# Instructions for the task
Please print the entries below exactly, from the line with "into fixed-size windows." through the line with "let mut windows = Vec::new();", including both of those lines and leaving out all others.
:: Records supplied ::
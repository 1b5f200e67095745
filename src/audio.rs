//! Microphone capture module
//!
//! Records mono float samples from PulseAudio on a dedicated thread using the
//! simple API. The server resamples from the device's native rate to the
//! requested capture rate. `PulseInputContext` frames the recorded blocks into
//! fixed capture windows for the session controller.

use crate::media::{CaptureNode, DeviceError, InputContext, SampleSource};
use libpulse_binding::callbacks::ListResult;
use libpulse_binding::context::{Context, FlagSet as ContextFlagSet, State as ContextState};
use libpulse_binding::def::Retval;
use libpulse_binding::mainloop::standard::{IterateResult, Mainloop};
use libpulse_binding::proplist::{properties, Proplist};
use libpulse_binding::sample::{Format, Spec};
use libpulse_binding::stream::Direction;
use libpulse_simple_binding::Simple;
use std::sync::atomic::{AtomicBool, Ordering};
use std::sync::{mpsc as std_mpsc, Arc, Mutex};
use std::time::Duration;
use tokio::sync::{mpsc, oneshot};
use tracing::{debug, error, info, warn};

/// Blocks per second read from the record stream
const BLOCKS_PER_SECOND: u32 = 10;
const PROCESSOR_POLL: Duration = Duration::from_millis(50);

/// Represents an audio device
#[derive(Debug, Clone)]
pub struct AudioDevice {
    /// Device name (PulseAudio source name)
    pub name: String,
    /// Human-readable description
    pub description: String,
    pub sample_rate: u32,
    pub channels: u8,
    /// Is this device a monitor (system playback) or a microphone
    pub is_monitor: bool,
}

/// Audio device type for filtering
#[derive(Debug, Clone, Copy, PartialEq, Eq)]
pub enum DeviceType {
    Microphone,
    Monitor,
    Any,
}

impl DeviceType {
    fn includes(self, is_monitor: bool) -> bool {
        match self {
            DeviceType::Microphone => !is_monitor,
            DeviceType::Monitor => is_monitor,
            DeviceType::Any => true,
        }
    }
}

/// List PulseAudio sources of the given type.
pub fn list_devices(device_type: DeviceType) -> Result<Vec<AudioDevice>, DeviceError> {
    let devices = Arc::new(Mutex::new(Vec::new()));
    let devices_clone = devices.clone();

    let mut proplist =
        Proplist::new().ok_or_else(|| DeviceError::Pulse("Failed to create proplist".to_string()))?;
    proplist
        .set_str(properties::APPLICATION_NAME, "springbloom-device-lister")
        .map_err(|()| DeviceError::Pulse("Failed to set application name".to_string()))?;

    let mut mainloop =
        Mainloop::new().ok_or_else(|| DeviceError::Pulse("Failed to create mainloop".to_string()))?;
    let mut context = Context::new_with_proplist(&mainloop, "springbloom-context", &proplist)
        .ok_or_else(|| DeviceError::Pulse("Failed to create context".to_string()))?;

    context
        .connect(None, ContextFlagSet::NOFLAGS, None)
        .map_err(|e| DeviceError::Pulse(format!("Failed to connect: {}", e)))?;

    loop {
        iterate(&mut mainloop)?;
        match context.get_state() {
            ContextState::Ready => break,
            ContextState::Failed | ContextState::Terminated => {
                return Err(DeviceError::Pulse("Connection failed".to_string()));
            }
            _ => {}
        }
    }

    let done = Arc::new(AtomicBool::new(false));
    let done_clone = done.clone();

    let introspector = context.introspect();
    let _op = introspector.get_source_info_list(move |result| match result {
        ListResult::Item(source_info) => {
            let is_monitor = source_info.monitor_of_sink.is_some()
                || source_info
                    .name
                    .as_ref()
                    .map(|name| name.contains("monitor"))
                    .unwrap_or(false);
            if !device_type.includes(is_monitor) {
                return;
            }
            if let (Some(name), Some(description)) = (
                source_info.name.as_ref().map(|s| s.to_string()),
                source_info.description.as_ref().map(|s| s.to_string()),
            ) {
                if let Ok(mut devices) = devices_clone.lock() {
                    devices.push(AudioDevice {
                        name,
                        description,
                        sample_rate: source_info.sample_spec.rate,
                        channels: source_info.sample_spec.channels,
                        is_monitor,
                    });
                }
            }
        }
        ListResult::End => done_clone.store(true, Ordering::SeqCst),
        ListResult::Error => {
            error!("Error listing audio devices");
            done_clone.store(true, Ordering::SeqCst);
        }
    });

    while !done.load(Ordering::SeqCst) {
        iterate(&mut mainloop)?;
    }

    let result = devices
        .lock()
        .map(|devices| devices.clone())
        .map_err(|_| DeviceError::Pulse("Failed to access devices list".to_string()));

    context.disconnect();
    mainloop.quit(Retval(0));
    result
}

fn iterate(mainloop: &mut Mainloop) -> Result<(), DeviceError> {
    match mainloop.iterate(false) {
        IterateResult::Quit(_) | IterateResult::Err(_) => {
            Err(DeviceError::Pulse("Mainloop iterate failed".to_string()))
        }
        IterateResult::Success(_) => Ok(()),
    }
}

/// Decode `F32le` record bytes. A partial trailing sample is ignored.
pub(crate) fn f32_samples(bytes: &[u8]) -> Vec<f32> {
    bytes
        .chunks_exact(4)
        .map(|b| f32::from_le_bytes([b[0], b[1], b[2], b[3]]))
        .collect()
}

type Tap = Arc<Mutex<Option<std_mpsc::Sender<Vec<f32>>>>>;

/// A live microphone recording on its own OS thread.
///
/// Blocks are delivered to at most one subscriber (the tap). With no
/// subscriber they are read and discarded so the stream never overruns.
pub struct MicrophoneTrack {
    stop: Arc<AtomicBool>,
    tap: Tap,
    device: Option<String>,
}

impl MicrophoneTrack {
    /// Start recording and wait until PulseAudio accepted the stream.
    pub async fn open(app_name: &str, device: Option<String>, sample_rate: u32) -> Result<Self, DeviceError> {
        let stop = Arc::new(AtomicBool::new(false));
        let tap: Tap = Arc::new(Mutex::new(None));
        let (ready_tx, ready_rx) = oneshot::channel();

        let thread_stop = stop.clone();
        let thread_tap = tap.clone();
        let app_name = app_name.to_string();
        let thread_device = device.clone();
        std::thread::Builder::new()
            .name("microphone".to_string())
            .spawn(move || record_loop(app_name, thread_device, sample_rate, thread_stop, thread_tap, ready_tx))
            .map_err(|e| DeviceError::Microphone(e.to_string()))?;

        match ready_rx.await {
            Ok(Ok(())) => {
                info!("Microphone open: {}", device.as_deref().unwrap_or("default source"));
                Ok(Self { stop, tap, device })
            }
            Ok(Err(e)) => Err(DeviceError::Microphone(e)),
            Err(_) => Err(DeviceError::Microphone("capture thread exited".to_string())),
        }
    }

    pub fn device(&self) -> Option<&str> {
        self.device.as_deref()
    }

    /// Subscribe to recorded blocks, replacing any previous subscriber.
    pub fn source(&self) -> Result<MicrophoneSource, DeviceError> {
        if self.stop.load(Ordering::SeqCst) {
            return Err(DeviceError::Released);
        }
        let (tx, rx) = std_mpsc::channel();
        let mut tap = self
            .tap
            .lock()
            .map_err(|_| DeviceError::Microphone("tap lock poisoned".to_string()))?;
        *tap = Some(tx);
        Ok(MicrophoneSource { rx })
    }

    /// Signal the record thread to exit and end the current subscription.
    pub fn stop(&mut self) -> Result<(), DeviceError> {
        self.stop.store(true, Ordering::SeqCst);
        let mut tap = self
            .tap
            .lock()
            .map_err(|_| DeviceError::Microphone("tap lock poisoned".to_string()))?;
        tap.take();
        Ok(())
    }
}

impl Drop for MicrophoneTrack {
    fn drop(&mut self) {
        self.stop.store(true, Ordering::SeqCst);
    }
}

fn record_loop(
    app_name: String,
    device: Option<String>,
    sample_rate: u32,
    stop: Arc<AtomicBool>,
    tap: Tap,
    ready: oneshot::Sender<Result<(), String>>,
) {
    let spec = Spec {
        format: Format::F32le,
        channels: 1,
        rate: sample_rate,
    };
    let simple = match Simple::new(
        None,
        &app_name,
        Direction::Record,
        device.as_deref(),
        "microphone",
        &spec,
        None,
        None,
    ) {
        Ok(simple) => simple,
        Err(e) => {
            let _ = ready.send(Err(format!("{}", e)));
            return;
        }
    };
    if ready.send(Ok(())).is_err() {
        return;
    }

    let block_samples = (sample_rate / BLOCKS_PER_SECOND).max(1) as usize;
    let mut buffer = vec![0u8; block_samples * 4];

    while !stop.load(Ordering::SeqCst) {
        if let Err(e) = simple.read(&mut buffer) {
            error!("Microphone read failed: {}", e);
            break;
        }
        let Ok(mut tap) = tap.lock() else {
            break;
        };
        if let Some(tx) = tap.as_ref() {
            if tx.send(f32_samples(&buffer)).is_err() {
                tap.take();
            }
        }
    }

    if let Ok(mut tap) = tap.lock() {
        tap.take();
    }
    debug!("Microphone thread exiting");
}

/// Receiving end of a microphone subscription.
pub struct MicrophoneSource {
    rx: std_mpsc::Receiver<Vec<f32>>,
}

impl SampleSource for MicrophoneSource {
    fn next_block(&mut self, timeout: Duration) -> Result<Option<Vec<f32>>, DeviceError> {
        match self.rx.recv_timeout(timeout) {
            Ok(block) => Ok(Some(block)),
            Err(std_mpsc::RecvTimeoutError::Timeout) => Ok(None),
            Err(std_mpsc::RecvTimeoutError::Disconnected) => Err(DeviceError::Released),
        }
    }
}

/// Splits a sample stream into fixed-size windows.
#[derive(Debug)]
pub struct WindowFramer {
    window: usize,
    pending: Vec<f32>,
}

impl WindowFramer {
    pub fn new(window: usize) -> Self {
        let window = window.max(1);
        Self {
            window,
            pending: Vec::with_capacity(window * 2),
        }
    }

    /// Append samples and return every completed window.
    pub fn push(&mut self, samples: &[f32]) -> Vec<Vec<f32>> {
        self.pending.extend_from_slice(samples);
        let mut windows = Vec::new();
        while self.pending.len() >= self.window {
            windows.push(self.pending.drain(..self.window).collect());
        }
        windows
    }

    pub fn pending(&self) -> usize {
        self.pending.len()
    }
}

/// Capture-rate context. Each processor runs on its own thread and delivers
/// windows to the controller's event loop.
pub struct PulseInputContext {
    sample_rate: u32,
    nodes: Vec<Arc<AtomicBool>>,
    closed: bool,
}

impl PulseInputContext {
    pub fn new(sample_rate: u32) -> Self {
        Self {
            sample_rate,
            nodes: Vec::new(),
            closed: false,
        }
    }
}

impl InputContext for PulseInputContext {
    fn sample_rate(&self) -> u32 {
        self.sample_rate
    }

    fn create_processor(
        &mut self,
        mut source: Box<dyn SampleSource>,
        window: usize,
        callback: mpsc::UnboundedSender<Vec<f32>>,
    ) -> Result<Box<dyn CaptureNode>, DeviceError> {
        if self.closed {
            return Err(DeviceError::Released);
        }
        let stop = Arc::new(AtomicBool::new(false));
        let thread_stop = stop.clone();

        std::thread::Builder::new()
            .name("capture-processor".to_string())
            .spawn(move || {
                let mut framer = WindowFramer::new(window);
                while !thread_stop.load(Ordering::SeqCst) {
                    match source.next_block(PROCESSOR_POLL) {
                        Ok(Some(block)) => {
                            for window in framer.push(&block) {
                                if callback.send(window).is_err() {
                                    return;
                                }
                            }
                        }
                        Ok(None) => {}
                        Err(e) => {
                            debug!("Capture source ended: {}", e);
                            return;
                        }
                    }
                }
            })
            .map_err(|e| DeviceError::Microphone(e.to_string()))?;

        self.nodes.push(stop.clone());
        Ok(Box::new(ProcessorNode { stop }))
    }

    fn close(&mut self) -> Result<(), DeviceError> {
        if self.closed {
            warn!("Input context already closed");
            return Ok(());
        }
        self.closed = true;
        for node in self.nodes.drain(..) {
            node.store(true, Ordering::SeqCst);
        }
        Ok(())
    }
}

struct ProcessorNode {
    stop: Arc<AtomicBool>,
}

impl CaptureNode for ProcessorNode {
    fn disconnect(&mut self) -> Result<(), DeviceError> {
        self.stop.store(true, Ordering::SeqCst);
        Ok(())
    }
}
:::
# Response below
/// Splits a sample stream into fixed-size windows.
#[derive(Debug)]
pub struct WindowFramer {
    window: usize,
    pending: Vec<f32>,
}

impl WindowFramer {
    pub fn new(window: usize) -> Self {
        let window = window.max(1);
        Self {
            window,
            pending: Vec::with_capacity(window * 2),
        }
    }

    /// Append samples and return every completed window.
    pub fn push(&mut self, samples: &[f32]) -> Vec<Vec<f32>> {
        self.pending.extend_from_slice(samples);
        let mut windows = Vec::new();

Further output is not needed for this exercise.